§ The records
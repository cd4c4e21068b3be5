//! Request extractors that answer with `ApiError` bodies

use axum::Json;
use axum::extract::rejection::JsonRejection;
use axum::extract::{FromRequest, Request};

use super::error::ApiError;

/// `Json` whose rejections use the intake's error body
pub struct ApiJson<T>(pub T);

impl<S, T> FromRequest<S> for ApiJson<T>
where
    Json<T>: FromRequest<S, Rejection = JsonRejection>,
    S: Send + Sync,
{
    type Rejection = ApiError;

    async fn from_request(req: Request, state: &S) -> Result<Self, Self::Rejection> {
        let Json(value) = Json::<T>::from_request(req, state).await?;
        Ok(Self(value))
    }
}
//! HTTP intake
//!
//! Accepts requests, schedules them, and answers immediately with the
//! computed dispatch time. Delivery happens later in the worker pool.

mod error;
mod extract;
mod handlers;

use std::future::Future;
use std::sync::Arc;

use axum::Router;
use axum::routing::{get, post};
use tokio::net::TcpListener;
use tracing::info;

use crate::downstream::JobRouter;
use crate::scheduler::Scheduler;

pub use error::{ApiError, MISSING_EMAIL_FIELDS_MESSAGE};
pub use extract::ApiJson;

/// Shared handler state
#[derive(Clone)]
pub struct AppState {
    pub scheduler: Arc<Scheduler>,
    /// Used only to check which kinds have a downstream
    pub routes: JobRouter,
    pub email_api_key: Option<String>,
}

pub fn build_router(state: AppState) -> Router {
    Router::new()
        .route("/requests", post(handlers::submit_request))
        .route("/trigger-email", post(handlers::trigger_email))
        .route("/queue", get(handlers::queue_status))
        .route("/queue/reset", post(handlers::reset_queue))
        .route("/health", get(handlers::health))
        .with_state(state)
}

/// Serve until `shutdown` resolves
pub async fn serve<F>(listener: TcpListener, state: AppState, shutdown: F) -> std::io::Result<()>
where
    F: Future<Output = ()> + Send + 'static,
{
    if let Ok(addr) = listener.local_addr() {
        info!(%addr, "Listening");
    }
    axum::serve(listener, build_router(state))
        .with_graceful_shutdown(shutdown)
        .await
}
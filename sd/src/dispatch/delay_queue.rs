//! Timer-heap dispatch queue

use std::cmp::Ordering as CmpOrdering;
use std::collections::BinaryHeap;
use std::sync::Arc;
use std::sync::atomic::{AtomicBool, AtomicU64, Ordering};
use std::time::Duration;

use async_trait::async_trait;
use tokio::sync::{Notify, mpsc};
use tokio::time::{Instant, sleep_until};
use tracing::{debug, info, warn};

use super::{DispatchError, DispatchQueue};
use crate::scheduler::ScheduledRequest;

struct Delayed {
    ready_at: Instant,
    seq: u64,
    request: ScheduledRequest,
}

impl Eq for Delayed {}

impl PartialEq for Delayed {
    fn eq(&self, other: &Self) -> bool {
        self.ready_at == other.ready_at && self.seq == other.seq
    }
}

impl Ord for Delayed {
    fn cmp(&self, other: &Self) -> CmpOrdering {
        // Reverse for min-heap behavior, FIFO among equal deadlines
        other
            .ready_at
            .cmp(&self.ready_at)
            .then_with(|| other.seq.cmp(&self.seq))
    }
}

impl PartialOrd for Delayed {
    fn partial_cmp(&self, other: &Self) -> Option<CmpOrdering> {
        Some(self.cmp(other))
    }
}

/// In-process delay queue
///
/// Requests wait in a heap owned by a background task and are released on
/// the returned receiver once their delay has passed. The task drains and
/// exits after `close` or once every handle is dropped.
#[derive(Clone)]
pub struct DelayQueue {
    tx: mpsc::Sender<Delayed>,
    seq: Arc<AtomicU64>,
    closed: Arc<AtomicBool>,
    shutdown: Arc<Notify>,
}

impl DelayQueue {
    /// Start the timer task; `capacity` bounds requests in flight to it
    pub fn spawn(capacity: usize) -> (Self, mpsc::Receiver<ScheduledRequest>) {
        debug!(%capacity, "DelayQueue::spawn: called");
        let capacity = capacity.max(1);
        let (tx, rx) = mpsc::channel(capacity);
        let (ready_tx, ready_rx) = mpsc::channel(capacity);
        let shutdown = Arc::new(Notify::new());

        tokio::spawn(run(rx, ready_tx, shutdown.clone()));

        let queue = Self {
            tx,
            seq: Arc::new(AtomicU64::new(0)),
            closed: Arc::new(AtomicBool::new(false)),
            shutdown,
        };
        (queue, ready_rx)
    }

    /// Stop accepting requests; those already queued are still released
    pub fn close(&self) {
        if !self.closed.swap(true, Ordering::SeqCst) {
            info!("Closing dispatch queue");
            self.shutdown.notify_one();
        }
    }

    pub fn is_closed(&self) -> bool {
        self.closed.load(Ordering::SeqCst) || self.tx.is_closed()
    }
}

#[async_trait]
impl DispatchQueue for DelayQueue {
    async fn enqueue(&self, request: ScheduledRequest, delay: Duration) -> Result<(), DispatchError> {
        if self.is_closed() {
            return Err(DispatchError::Closed);
        }
        let entry = Delayed {
            ready_at: Instant::now() + delay,
            seq: self.seq.fetch_add(1, Ordering::SeqCst),
            request,
        };
        self.tx.try_send(entry).map_err(|e| match e {
            mpsc::error::TrySendError::Full(_) => DispatchError::Full,
            mpsc::error::TrySendError::Closed(_) => DispatchError::Closed,
        })
    }
}

async fn run(mut rx: mpsc::Receiver<Delayed>, ready_tx: mpsc::Sender<ScheduledRequest>, shutdown: Arc<Notify>) {
    debug!("DelayQueue::run: started");
    let mut heap: BinaryHeap<Delayed> = BinaryHeap::new();
    let mut open = true;

    loop {
        let now = Instant::now();
        while let Some(next) = heap.peek() {
            if next.ready_at > now {
                break;
            }
            let Some(due) = heap.pop() else { break };
            debug!(request_id = %due.request.id, "DelayQueue::run: releasing");
            if ready_tx.send(due.request).await.is_err() {
                warn!(remaining = heap.len(), "Dispatch receiver dropped, abandoning delayed requests");
                return;
            }
        }

        let next_ready = heap.peek().map(|d| d.ready_at);

        if !open {
            match next_ready {
                Some(at) => {
                    sleep_until(at).await;
                    continue;
                }
                None => break,
            }
        }

        tokio::select! {
            msg = rx.recv() => match msg {
                Some(entry) => heap.push(entry),
                None => open = false,
            },
            _ = shutdown.notified() => {
                open = false;
                rx.close();
                while let Ok(entry) = rx.try_recv() {
                    heap.push(entry);
                }
            },
            _ = sleep_until(next_ready.unwrap_or(now)), if next_ready.is_some() => {}
        }
    }

    debug!("DelayQueue::run: drained");
}
//! Scheduler error types

use thiserror::Error;

use crate::dispatch::DispatchError;
use crate::store::StoreError;

/// Errors that can occur while scheduling or completing requests
#[derive(Debug, Error)]
pub enum SchedulerError {
    #[error("State store error: {0}")]
    StateStore(#[from] StoreError),

    #[error("Configuration error: {0}")]
    Configuration(String),

    #[error("Invalid scheduler config: {0}")]
    InvalidConfig(String),

    #[error("Dispatch error: {0}")]
    Dispatch(#[from] DispatchError),
}

impl SchedulerError {
    /// Whether the caller may retry the whole scheduling attempt
    pub fn is_retryable(&self) -> bool {
        match self {
            SchedulerError::StateStore(_) => true,
            SchedulerError::Dispatch(_) => true,
            SchedulerError::Configuration(_) => false,
            SchedulerError::InvalidConfig(_) => false,
        }
    }
}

§ Activity
Write the data out in full, matching every line exactly.

§ Task response
repository cd4c4e21068b3be5
//! Request extractors that answer with `ApiError` bodies

use axum::Json;
use axum::extract::rejection::JsonRejection;
use axum::extract::{FromRequest, Request};

use super::error::ApiError;

/// `Json` whose rejections use the intake's error body
pub struct ApiJson<T>(pub T);

impl<S, T> FromRequest<S> for ApiJson<T>
where
    Json<T>: FromRequest<S, Rejection = JsonRejection>,
    S: Send + Sync,
{
    type Rejection = ApiError;

    async fn from_request(req: Request, state: &S) -> Result<Self, Self::Rejection> {
        let Json(value) = Json::<T>::from_request(req, state).await?;
        Ok(Self(value))
    }
}
//! HTTP intake
//!
//! Accepts requests, schedules them, and answers immediately with the
//! computed dispatch time. Delivery happens later in the worker pool.

mod error;
mod extract;
mod handlers;

use std::future::Future;
use std::sync::Arc;

use axum::Router;
use axum::routing::{get, post};
use tokio::net::TcpListener;
use tracing::info;

use crate::downstream::JobRouter;
use crate::scheduler::Scheduler;

pub use error::{ApiError, MISSING_EMAIL_FIELDS_MESSAGE};
pub use extract::ApiJson;

/// Shared handler state
#[derive(Clone)]
pub struct AppState {
    pub scheduler: Arc<Scheduler>,
    /// Used only to check which kinds have a downstream
    pub routes: JobRouter,
    pub email_api_key: Option<String>,
}

pub fn build_router(state: AppState) -> Router {
    Router::new()
        .route("/requests", post(handlers::submit_request))
        .route("/trigger-email", post(handlers::trigger_email))
        .route("/queue", get(handlers::queue_status))
        .route("/queue/reset", post(handlers::reset_queue))
        .route("/health", get(handlers::health))
        .with_state(state)
}

/// Serve until `shutdown` resolves
pub async fn serve<F>(listener: TcpListener, state: AppState, shutdown: F) -> std::io::Result<()>
where
    F: Future<Output = ()> + Send + 'static,
{
    if let Ok(addr) = listener.local_addr() {
        info!(%addr, "Listening");
    }
    axum::serve(listener, build_router(state))
        .with_graceful_shutdown(shutdown)
        .await
}
filename sd/src/dispatch/delay_queue.rs
//! Timer-heap dispatch queue

use std::cmp::Ordering as CmpOrdering;
use std::collections::BinaryHeap;
use std::sync::Arc;
use std::sync::atomic::{AtomicBool, AtomicU64, Ordering};
use std::time::Duration;

use async_trait::async_trait;
use tokio::sync::{Notify, mpsc};
use tokio::time::{Instant, sleep_until};
use tracing::{debug, info, warn};

use super::{DispatchError, DispatchQueue};
use crate::scheduler::ScheduledRequest;

struct Delayed {
    ready_at: Instant,
    seq: u64,
    request: ScheduledRequest,
}

impl Eq for Delayed {}

impl PartialEq for Delayed {
    fn eq(&self, other: &Self) -> bool {
        self.ready_at == other.ready_at && self.seq == other.seq
    }
}

impl Ord for Delayed {
    fn cmp(&self, other: &Self) -> CmpOrdering {
        // Reverse for min-heap behavior, FIFO among equal deadlines
        other
            .ready_at
            .cmp(&self.ready_at)
            .then_with(|| other.seq.cmp(&self.seq))
    }
}

impl PartialOrd for Delayed {
    fn partial_cmp(&self, other: &Self) -> Option<CmpOrdering> {
        Some(self.cmp(other))
    }
}

/// In-process delay queue
///
/// Requests wait in a heap owned by a background task and are released on
/// the returned receiver once their delay has passed. The task drains and
/// exits after `close` or once every handle is dropped.
#[derive(Clone)]
pub struct DelayQueue {
    tx: mpsc::Sender<Delayed>,
    seq: Arc<AtomicU64>,
    closed: Arc<AtomicBool>,
    shutdown: Arc<Notify>,
}

impl DelayQueue {
    /// Start the timer task; `capacity` bounds requests in flight to it
    pub fn spawn(capacity: usize) -> (Self, mpsc::Receiver<ScheduledRequest>) {
        debug!(%capacity, "DelayQueue::spawn: called");
        let capacity = capacity.max(1);
        let (tx, rx) = mpsc::channel(capacity);
        let (ready_tx, ready_rx) = mpsc::channel(capacity);
        let shutdown = Arc::new(Notify::new());

        tokio::spawn(run(rx, ready_tx, shutdown.clone()));

        let queue = Self {
            tx,
            seq: Arc::new(AtomicU64::new(0)),
            closed: Arc::new(AtomicBool::new(false)),
            shutdown,
        };
        (queue, ready_rx)
    }

    /// Stop accepting requests; those already queued are still released
    pub fn close(&self) {
        if !self.closed.swap(true, Ordering::SeqCst) {
            info!("Closing dispatch queue");
            self.shutdown.notify_one();
        }
    }

    pub fn is_closed(&self) -> bool {
        self.closed.load(Ordering::SeqCst) || self.tx.is_closed()
    }
}

#[async_trait]
impl DispatchQueue for DelayQueue {
    async fn enqueue(&self, request: ScheduledRequest, delay: Duration) -> Result<(), DispatchError> {
        if self.is_closed() {
            return Err(DispatchError::Closed);
        }
        let entry = Delayed {
            ready_at: Instant::now() + delay,
            seq: self.seq.fetch_add(1, Ordering::SeqCst),
            request,
        };
        self.tx.try_send(entry).map_err(|e| match e {
            mpsc::error::TrySendError::Full(_) => DispatchError::Full,
            mpsc::error::TrySendError::Closed(_) => DispatchError::Closed,
        })
    }
}

async fn run(mut rx: mpsc::Receiver<Delayed>, ready_tx: mpsc::Sender<ScheduledRequest>, shutdown: Arc<Notify>) {
    debug!("DelayQueue::run: started");
    let mut heap: BinaryHeap<Delayed> = BinaryHeap::new();
    let mut open = true;

    loop {
        let now = Instant::now();
        while let Some(next) = heap.peek() {
            if next.ready_at > now {
                break;
            }
            let Some(due) = heap.pop() else { break };
            debug!(request_id = %due.request.id, "DelayQueue::run: releasing");
            if ready_tx.send(due.request).await.is_err() {
                warn!(remaining = heap.len(), "Dispatch receiver dropped, abandoning delayed requests");
                return;
            }
        }

        let next_ready = heap.peek().map(|d| d.ready_at);

        if !open {
            match next_ready {
                Some(at) => {
                    sleep_until(at).await;
                    continue;
                }
                None => break,
            }
        }

        tokio::select! {
            msg = rx.recv() => match msg {
                Some(entry) => heap.push(entry),
                None => open = false,
            },
            _ = shutdown.notified() => {
                open = false;
                rx.close();
                while let Ok(entry) = rx.try_recv() {
                    heap.push(entry);
                }
            },
            _ = sleep_until(next_ready.unwrap_or(now)), if next_ready.is_some() => {}
        }
    }

    debug!("DelayQueue::run: drained");
}
//! Scheduler error types

use thiserror::Error;

use crate::dispatch::DispatchError;
use crate::store::StoreError;

/// Errors that can occur while scheduling or completing requests
#[derive(Debug, Error)]
pub enum SchedulerError {
    #[error("State store error: {0}")]
    StateStore(#[from] StoreError),

    #[error("Configuration error: {0}")]
    Configuration(String),

    #[error("Invalid scheduler config: {0}")]
    InvalidConfig(String),

    #[error("Dispatch error: {0}")]
    Dispatch(#[from] DispatchError),
}

impl SchedulerError {
    /// Whether the caller may retry the whole scheduling attempt
    pub fn is_retryable(&self) -> bool {
        match self {
            SchedulerError::StateStore(_) => true,
            SchedulerError::Dispatch(_) => true,
            SchedulerError::Configuration(_) => false,
            SchedulerError::InvalidConfig(_) => false,
        }
    }
}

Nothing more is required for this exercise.